Exercise aim: Determine how many lines in the material hold the string "KeyBinds", then reply with that number only.

Dataset records:
——

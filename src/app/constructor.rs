use std::rc::Rc;
use std::sync::Arc;

use color_eyre::eyre::eyre;

use super::{App, AppChannels};
use crate::app::binds_handler::KeyBinds;
use crate::app::config::source::SourceConfig;
use crate::app::config::{Config, SourceKind};
use crate::app::screen::ReviewScreen;
use crate::avatar::{AvatarLoader, HttpAvatarFetcher, new_shared_cache};
use crate::feed::{
    EngineOptions, FileReviewSource, HttpReviewSource, PaginationEngine, ReviewCountDeclension,
    ReviewSource,
};
use crate::ui::DirtyFlags;

/// Trait for App construction
pub trait AppConstructor {
    fn new_with_config(
        config: Config,
        warnings: Vec<String>,
    ) -> color_eyre::Result<(Self, AppChannels)>
    where
        Self: Sized;
}

impl AppConstructor for App {
    /// Construct a new instance of [`App`] together with the channels its
    /// background work reports on.
    fn new_with_config(
        config: Config,
        warnings: Vec<String>,
    ) -> color_eyre::Result<(Self, AppChannels)> {
        let (source, source_name) = build_source(&config.source)?;

        let options = EngineOptions {
            page_size: config.source.page_size,
            look_ahead_screens: config.feed.look_ahead_screens,
            collapsed_lines: config.feed.collapsed_lines,
        };
        let (mut engine, feed) =
            PaginationEngine::new(source, Box::new(ReviewCountDeclension), options);

        let dirty = Rc::new(DirtyFlags::new());

        let feed_dirty = Rc::clone(&dirty);
        engine.on_state_change(move |state| {
            log::trace!(
                "Feed changed: {} rows, stage {:?}",
                state.items().len(),
                state.stage()
            );
            feed_dirty.mark_feed();
        });

        let refresh_dirty = Rc::clone(&dirty);
        engine.on_refresh_finished(move || {
            log::debug!("Refresh finished");
            refresh_dirty.mark_status();
        });

        let fetcher = HttpAvatarFetcher::new(config.source.timeout())?;
        let cache = new_shared_cache(config.cache.max_entries);
        let (loader, avatars) = AvatarLoader::new(cache, Arc::new(fetcher));

        let (single_map, sequential) = config.binds.build_key_maps();
        let key_binds = KeyBinds::new(single_map, sequential);

        let show_config_warnings_popup = !warnings.is_empty();

        let app = Self {
            running: false,
            config,
            engine,
            loader,
            screen: ReviewScreen::new(),
            key_binds,
            dirty,
            config_warnings: warnings,
            show_config_warnings_popup,
            source_name,
        };

        Ok((app, AppChannels { feed, avatars }))
    }
}

/// Pick the review source named by the config. Returns the source and a
/// label for the title bar.
fn build_source(config: &SourceConfig) -> color_eyre::Result<(Arc<dyn ReviewSource>, String)> {
    match config.kind {
        SourceKind::Http => {
            let source = HttpReviewSource::new(&config.endpoint, config.timeout())?;
            log::info!("Paging reviews from {}", config.endpoint);
            Ok((Arc::new(source), config.endpoint.clone()))
        }
        SourceKind::File => {
            let path = config
                .file
                .as_deref()
                .filter(|p| !p.trim().is_empty())
                .ok_or_else(|| eyre!("[source] kind = \"file\" requires a `file` path"))?;
            log::info!("Paging reviews from file {path}");
            Ok((Arc::new(FileReviewSource::new(path)), path.to_string()))
        }
    }
}

#[cfg(test)]
mod tests {
    use super::*;

    #[test]
    fn test_file_source_requires_path() {
        let config = SourceConfig {
            kind: SourceKind::File,
            file: None,
            ..SourceConfig::default()
        };
        assert!(build_source(&config).is_err());
    }

    #[test]
    fn test_file_source_uses_path_as_name() {
        let config = SourceConfig {
            kind: SourceKind::File,
            file: Some("reviews.json".to_string()),
            ..SourceConfig::default()
        };
        let (_, name) = build_source(&config).unwrap();
        assert_eq!(name, "reviews.json");
    }
}
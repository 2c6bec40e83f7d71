// Module declarations
mod app;
mod avatar;
mod feed;
mod ui;

use app::cli::Args;
use app::config::Config;
use app::constructor::AppConstructor;
use app::{
    App, AppMainLoop,
    terminal::{init_terminal, restore_terminal},
};
use clap::Parser;

#[tokio::main]
async fn main() -> color_eyre::Result<()> {
    color_eyre::install()?;

    // Parse command line arguments
    let args = Args::parse();

    // Handle --generate-config option
    if let Some(path) = &args.generate_config {
        let config_path = if path.is_dir() || path.to_str() == Some(".") {
            path.join("config.toml")
        } else {
            path.clone()
        };
        Config::generate_default(config_path)?;
        return Ok(());
    }

    // Determine config path for logging later
    let config_path = match &args.config {
        Some(path) => path.clone(),
        None => Config::default_config_path()?,
    };
    let config_existed = config_path.exists();

    let (mut config, config_warnings) = Config::load(args.config.clone())?;
    args.apply_overrides(&mut config);

    // The handle flushes and stops the logger when dropped, keep it for the whole run
    let _logger = if config.logging.enabled {
        app::logging::ensure_log_directory(&config.logging)?;
        let handle = app::logging::init_logger(&config.logging)?;
        app::logging::log_startup_info(&config.logging);
        app::logging::log_config_loading(&config_path, !config_existed);

        for warning in &config_warnings {
            log::warn!("{}", warning);
        }
        Some(handle)
    } else {
        None
    };

    let (app, channels) = App::new_with_config(config, config_warnings)?;

    let terminal = init_terminal()?;

    // Run application
    let result = app.run(terminal, channels).await;

    app::logging::log_shutdown_info();

    // Restore terminal
    restore_terminal()?;
    result
}
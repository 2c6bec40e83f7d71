use super::App;
use crate::app::actions::FeedAction;
use crate::app::logging::log_user_interaction;
use crate::feed::LoadingStage;

/// Trait for moving around the feed and acting on it
pub trait Navigation {
    fn handle_feed_action(&mut self, action: FeedAction);
    fn refresh_feed(&mut self);
    fn expand_selected(&mut self);
}

impl Navigation for App {
    fn handle_feed_action(&mut self, action: FeedAction) {
        let len = self.engine.state().items().len();
        match action {
            FeedAction::Quit => self.running = false,
            FeedAction::ScrollDown => {
                // On the last row this still counts as a scroll, so it can retry a failed page
                let failed = self.engine.state().stage() == LoadingStage::Failed;
                if self.screen.select_next(len) || failed {
                    self.dirty.mark_selection();
                }
            }
            FeedAction::ScrollUp => {
                if self.screen.select_previous() {
                    self.dirty.mark_selection();
                }
            }
            FeedAction::PageDown => {
                self.screen.page_down(len);
                self.dirty.mark_selection();
            }
            FeedAction::PageUp => {
                self.screen.page_up();
                self.dirty.mark_selection();
            }
            FeedAction::GoToTop => {
                self.screen.go_to_top();
                self.dirty.mark_selection();
            }
            FeedAction::GoToBottom => {
                self.screen.go_to_bottom(len);
                self.dirty.mark_selection();
            }
            FeedAction::Refresh => self.refresh_feed(),
            FeedAction::ExpandSelected => self.expand_selected(),
            FeedAction::Retry => {
                log_user_interaction("retry", None);
                self.engine.start();
                self.dirty.mark_status();
            }
        }
    }

    /// Pull-to-refresh: drop everything and start again from offset zero
    fn refresh_feed(&mut self) {
        log_user_interaction("refresh", None);
        self.screen.reset();
        self.engine.refresh();
        self.dirty.mark_status();
    }

    fn expand_selected(&mut self) {
        let selected = self.screen.selected();
        let Some(review) = self
            .engine
            .state()
            .items()
            .get(selected)
            .and_then(|item| item.as_review())
        else {
            return;
        };
        if review.expanded {
            return;
        }
        log_user_interaction("expand", Some(&review.id.to_string()));
        review.show_more();
    }
}

#[cfg(test)]
mod tests {
    use super::*;
    use crate::app::AppChannels;
    use crate::app::config::{Config, SourceKind};
    use crate::app::constructor::AppConstructor;

    fn offline_app() -> (App, AppChannels) {
        let mut config = Config::default();
        config.source.kind = SourceKind::File;
        config.source.file = Some("/nonexistent/reviews.json".to_string());
        App::new_with_config(config, Vec::new()).unwrap()
    }

    #[tokio::test]
    async fn test_refresh_sets_indicator_until_finished() {
        let (mut app, mut channels) = offline_app();
        app.engine.start();
        let first = channels.feed.responses.recv().await.unwrap();
        app.engine.handle_response(first);
        assert_eq!(app.engine.state().stage(), LoadingStage::Failed);

        app.handle_feed_action(FeedAction::Refresh);
        assert!(app.engine.is_refreshing());
        assert_eq!(app.engine.state().stage(), LoadingStage::Refreshing);

        app.dirty.clear_all();
        let response = channels.feed.responses.recv().await.unwrap();
        app.engine.handle_response(response);
        assert!(!app.engine.is_refreshing());
        assert!(app.dirty.any_dirty());
    }

    #[tokio::test]
    async fn test_scroll_down_on_last_row_after_failure_counts_as_scroll() {
        let (mut app, mut channels) = offline_app();
        app.engine.start();
        let response = channels.feed.responses.recv().await.unwrap();
        app.engine.handle_response(response);
        assert_eq!(app.engine.state().stage(), LoadingStage::Failed);

        // Nothing below to select, yet the key press must reach the retry gate
        app.dirty.clear_all();
        app.handle_feed_action(FeedAction::ScrollDown);
        assert!(app.dirty.is_selection_dirty());

        // Without a failure the same press is a no-op
        app.handle_feed_action(FeedAction::Retry);
        app.dirty.clear_all();
        assert_ne!(app.engine.state().stage(), LoadingStage::Failed);
        app.handle_feed_action(FeedAction::ScrollDown);
        assert!(!app.dirty.is_selection_dirty());
    }

    #[tokio::test]
    async fn test_quit_stops_running() {
        let (mut app, _channels) = offline_app();
        app.running = true;
        app.handle_feed_action(FeedAction::Quit);
        assert!(!app.running);
    }

    #[tokio::test]
    async fn test_expand_without_rows_is_ignored() {
        let (mut app, mut channels) = offline_app();
        app.handle_feed_action(FeedAction::ExpandSelected);
        assert!(channels.feed.commands.try_recv().is_err());
    }
}
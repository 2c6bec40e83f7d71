use thiserror::Error;

/// Failures coming out of a review source or the record mapping step.
///
/// None of these ever leave the pagination engine: they are logged and turned
/// into [`FeedState`](super::FeedState) changes.
#[derive(Debug, Clone, PartialEq, Eq, Error)]
pub enum FeedError {
    #[error("transport error: {0}")]
    Transport(String),

    #[error("failed to decode page: {0}")]
    Decode(String),

    #[error("malformed record #{index}: {reason}")]
    MalformedRecord { index: usize, reason: String },
}

impl From<reqwest::Error> for FeedError {
    fn from(e: reqwest::Error) -> Self {
        Self::Transport(e.to_string())
    }
}

impl From<std::io::Error> for FeedError {
    fn from(e: std::io::Error) -> Self {
        Self::Transport(e.to_string())
    }
}

impl From<serde_json::Error> for FeedError {
    fn from(e: serde_json::Error) -> Self {
        Self::Decode(e.to_string())
    }
}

——

Expected answer: 2